Unfortunately, the law is hard to enforce, in part because litigants would have to prove that they’ve been injured by the decisions made. That’s why there is little precedent to gauge whether or not this will really be an effective avenue of resistance. But it is something to keep an eye on.

There is no doubt that this law requiring honest and impartial advisory panels will be unwelcome news for Pruitt. (We assume this law is news to him anyway. After all, if he truly believed the advisory boards were inappropriately biased before he joined the EPA, why didn’t he ever sue over it? With his failing record for suing the EPA, it’s not like he’s opposed to losing lawsuits.)

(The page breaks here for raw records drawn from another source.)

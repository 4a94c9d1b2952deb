//! Benchmark entrypoint: evaluates a synthetic dataset through every path.

use std::time::Instant;

use anyhow::{Context, bail};
use mimalloc::MiMalloc;
use serde::Serialize;

use hashrank::config::EvalConfig;
use hashrank::metrics::{
    MapResult, Relevance, mean_average_precision_from_hashes_with, mean_average_precision_with,
};
use hashrank::ranking::hamming_rank;
use hashrank::synthetic::{generate, one_hot};
use hashrank::{Label, reference};

#[global_allocator]
static GLOBAL: MiMalloc = MiMalloc;

#[derive(Debug, Serialize)]
struct Timings {
    generate_ms: f64,
    rank_path_ms: f64,
    hash_path_ms: f64,
    #[serde(skip_serializing_if = "Option::is_none")]
    reference_ms: Option<f64>,
}

#[derive(Debug, Serialize)]
struct Report<'a> {
    db_size: usize,
    query_size: usize,
    hash_bits: usize,
    top_n: usize,
    relevance: Relevance,
    verified: bool,
    timings: Timings,
    result: &'a MapResult,
}

fn elapsed_ms(started: Instant) -> f64 {
    started.elapsed().as_secs_f64() * 1000.0
}

fn main() -> anyhow::Result<()> {
    tracing_subscriber::fmt()
        .with_env_filter(tracing_subscriber::EnvFilter::from_default_env())
        .with_writer(std::io::stderr)
        .init();

    let config = EvalConfig::from_env()?;
    config.validate()?;

    tracing::info!(
        db_size = config.db_size,
        query_size = config.query_size,
        hash_bits = config.hash_bits,
        top_n = config.top_n,
        relevance = %config.relevance,
        "hashrank evaluation starting"
    );

    let started = Instant::now();
    let mut data = generate(&config.synthetic_spec());
    if config.relevance == Relevance::SharedBits {
        let encode = |labels: &mut Vec<Label>| labels.iter_mut().for_each(|l| *l = one_hot(*l));
        encode(&mut data.labels_db);
        encode(&mut data.labels_query);
    }
    let generate_ms = elapsed_ms(started);

    let db = data.db().context("database hashes")?;
    let query = data.query().context("query hashes")?;

    let started = Instant::now();
    let rank = hamming_rank(&db, &query)?;
    let from_rank = mean_average_precision_with(
        &rank,
        &data.labels_db,
        &data.labels_query,
        config.top_n,
        config.relevance,
    )?;
    let rank_path_ms = elapsed_ms(started);
    drop(rank);

    let started = Instant::now();
    let from_hashes = mean_average_precision_from_hashes_with(
        &db,
        &query,
        &data.labels_db,
        &data.labels_query,
        config.top_n,
        config.relevance,
    )?;
    let hash_path_ms = elapsed_ms(started);

    if from_rank != from_hashes {
        bail!(
            "rank path (mAP {}) and hash path (mAP {}) disagree",
            from_rank.map,
            from_hashes.map
        );
    }

    let mut reference_ms = None;
    if config.verify {
        let started = Instant::now();
        let oracle = reference::mean_average_precision(
            &db,
            &query,
            &data.labels_db,
            &data.labels_query,
            config.top_n,
            config.relevance,
        )?;
        reference_ms = Some(elapsed_ms(started));

        if oracle != from_hashes {
            bail!(
                "reference (mAP {}) and fast path (mAP {}) disagree",
                oracle.map,
                from_hashes.map
            );
        }
        tracing::info!("Reference implementation agrees");
    }

    tracing::info!(
        map = from_hashes.map,
        contributing = from_hashes.contributing_queries,
        rank_path_ms,
        hash_path_ms,
        "Evaluation complete"
    );

    let report = Report {
        db_size: config.db_size,
        query_size: config.query_size,
        hash_bits: config.hash_bits,
        top_n: from_hashes.top_n(),
        relevance: config.relevance,
        verified: config.verify,
        timings: Timings {
            generate_ms,
            rank_path_ms,
            hash_path_ms,
            reference_ms,
        },
        result: &from_hashes,
    };
    println!("{}", serde_json::to_string_pretty(&report)?);

    Ok(())
}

Also unlikely to please Pruitt, if he finds out, is the release of a guide for how the public can resist Trump’s de-regulatory agenda. Produced by a volunteer group of former EPA employees organized as SaveEPA, the PDF walks readers through why Trump’s anti-regulatory talking points are false, how regulations are written, how the public can participate in the process, what they can do outside the official process and gives resources for tracking regulations and the Federal Register.

So Pruitt , you better have your ducks in a row when you set up your sham of a climate debate and try and stock advisory panels with industry shills. Climate advocates are watching, and unless you are really looking forward to defending the EPA in court instead of suing it like you’re used to, you better be real FACA’n careful.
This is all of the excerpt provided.